Machine Learning Approach in Dosage Individualization of Isoniazid for Tuberculosis
- PMID: 38990504
- DOI: 10.1007/s40262-024-01400-4
Machine Learning Approach in Dosage Individualization of Isoniazid for Tuberculosis
Abstract
Introduction: Isoniazid is a first-line antituberculosis agent with high variability, which would profit from individualized dosing. Concentrations of isoniazid at 2 h (C2h), as an indicator of safety and efficacy, are important for optimizing therapy.
Objective: The objective of this study was to establish machine learning (ML) models to predict the C2h, that can be used for establishing an individualized dosing regimen in clinical practice.
Methods: Published population pharmacokinetic (PopPK) models for adults were searched based on PubMed and ultimately four reliable models were selected for simulating individual C2h datasets under different conditions (demographics, genotype, ethnicity, etc.). Machine learning models were trained on simulated C2h obtained from the four PopPK models. Five different algorithms were used for ML model building to predict C2h. Real-world data were used for predictive performance evaluations.
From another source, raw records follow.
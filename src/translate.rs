//! The mouse-to-gamepad translation loop
//!
//! Reads one source event at a time, turns it into at most one gamepad frame
//! and writes that frame before reading again. Runs until the shutdown
//! future resolves or a device fails, then closes the mouse and the gamepad
//! in that order.

use std::future::Future;

use evdev::RelativeAxisType;
use tracing::{debug, info, trace, warn};

use crate::buttons::ButtonMap;
use crate::error::BridgeError;
use crate::gamepad::{FrameWriter, GamepadOutput};
use crate::mapper::{transform, Axis, Sensitivity, StickState};
use crate::source::{EventClass, EventSource, SourceEvent};

/// Loop lifecycle
#[derive(Debug, Clone, Copy, PartialEq, Eq)]
pub enum LoopState {
    Running,
    ShuttingDown,
    Terminated,
}

/// Counters reported when the loop stops on request
#[derive(Debug, Clone, Copy, Default, PartialEq, Eq)]
pub struct RunSummary {
    pub events_read: u64,
    pub frames_emitted: u64,
}

/// Owns both device handles for the lifetime of one run
pub struct Translator<S, W> {
    source: S,
    output: GamepadOutput<W>,
    sensitivity: Sensitivity,
    buttons: ButtonMap,
    stick: StickState,
    state: LoopState,
    events_read: u64,
}

impl<S: EventSource, W: FrameWriter> Translator<S, W> {
    pub fn new(
        source: S,
        output: GamepadOutput<W>,
        sensitivity: Sensitivity,
        buttons: ButtonMap,
    ) -> Self {
        Self {
            source,
            output,
            sensitivity,
            buttons,
            stick: StickState::new(),
            state: LoopState::Running,
            events_read: 0,
        }
    }

    pub fn state(&self) -> LoopState {
        self.state
    }

    pub fn output(&self) -> &GamepadOutput<W> {
        &self.output
    }

    /// Run until `shutdown` resolves or a device fails
    ///
    /// Shutdown is only observed while waiting for the next event, so an
    /// event already read is always fully written first. Both devices are
    /// closed on every exit path, so call this once; close failures are
    /// logged and never replace the error that ended the loop.
    pub async fn run<F>(&mut self, shutdown: F) -> Result<RunSummary, BridgeError>
    where
        F: Future<Output = ()>,
    {
        tokio::pin!(shutdown);

        let result = loop {
            let event = tokio::select! {
                biased;
                _ = &mut shutdown => {
                    info!("Interrupt received, stopping");
                    break Ok(());
                }
                event = self.source.next_event() => event,
            };

            let event = match event {
                Ok(event) => event,
                Err(e) => break Err(e),
            };
            self.events_read += 1;

            if let Err(e) = self.dispatch(event) {
                break Err(e);
            }
        };

        self.state = LoopState::ShuttingDown;
        if let Err(e) = &result {
            warn!("Stopping after device failure: {}", e);
        }
        self.close_devices();
        self.state = LoopState::Terminated;

        let summary = RunSummary {
            events_read: self.events_read,
            frames_emitted: self.output.frames(),
        };
        debug!(
            "Loop terminated: {} events read, {} frames emitted",
            summary.events_read, summary.frames_emitted
        );
        result.map(|()| summary)
    }

    /// Route one event; emits zero or one frame
    fn dispatch(&mut self, event: SourceEvent) -> Result<(), BridgeError> {
        trace!(
            "type:{:?} code:{} value:{}",
            event.class,
            event.code,
            event.value
        );

        match event.class {
            EventClass::RelativeMotion => {
                let axis = match RelativeAxisType(event.code) {
                    RelativeAxisType::REL_X => Axis::X,
                    RelativeAxisType::REL_Y => Axis::Y,
                    _ => return Ok(()),
                };
                let value = transform(event.value, &self.sensitivity);
                let pos = self.stick.apply_motion(axis, value);
                trace!("stick x:{} y:{}", pos.x, pos.y);
                self.output.emit_axes(pos.x, pos.y)
            }
            EventClass::Key => match self.buttons.lookup(event.code) {
                Some(gamepad_code) => {
                    let pressed = event.value != 0;
                    trace!("button {} -> {} pressed:{}", event.code, gamepad_code, pressed);
                    self.output.emit_button(gamepad_code, pressed)
                }
                None => Ok(()),
            },
            EventClass::Other(_) => Ok(()),
        }
    }

    fn close_devices(&mut self) {
        if let Err(e) = self.source.close() {
            warn!("Failed to close mouse device: {}", e);
        }
        if let Err(e) = self.output.close() {
            warn!("Failed to close virtual gamepad: {}", e);
        }
    }
}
Virtual trials were used to compare ML-optimized doses with PopPK model-optimized doses.
Results: Categorical boosting (CatBoost) exhibited the highest prediction ability. Target C2h can be predicted using the ML model combined with the dosing regimen and three covariates (N-acetyltransferase 2 [NAT2] genotypes, weight and race [Asians and Africans]). Real-world data validation results showed that the ML model can achieve an overall prediction accuracy of 93.4%. Using the final ML model, the mean absolute prediction error value decreased by 45.7% relative to the average of PopPK models. Using the ML-optimized dosing regimen, the probability of target attainment increased by 43.7% relative to the PopPK model-optimized dosing regimens.
Conclusion: Machine learning models were developed with great predictive performance, which can be used to determine the individualized initial dose of isoniazid in adult patients.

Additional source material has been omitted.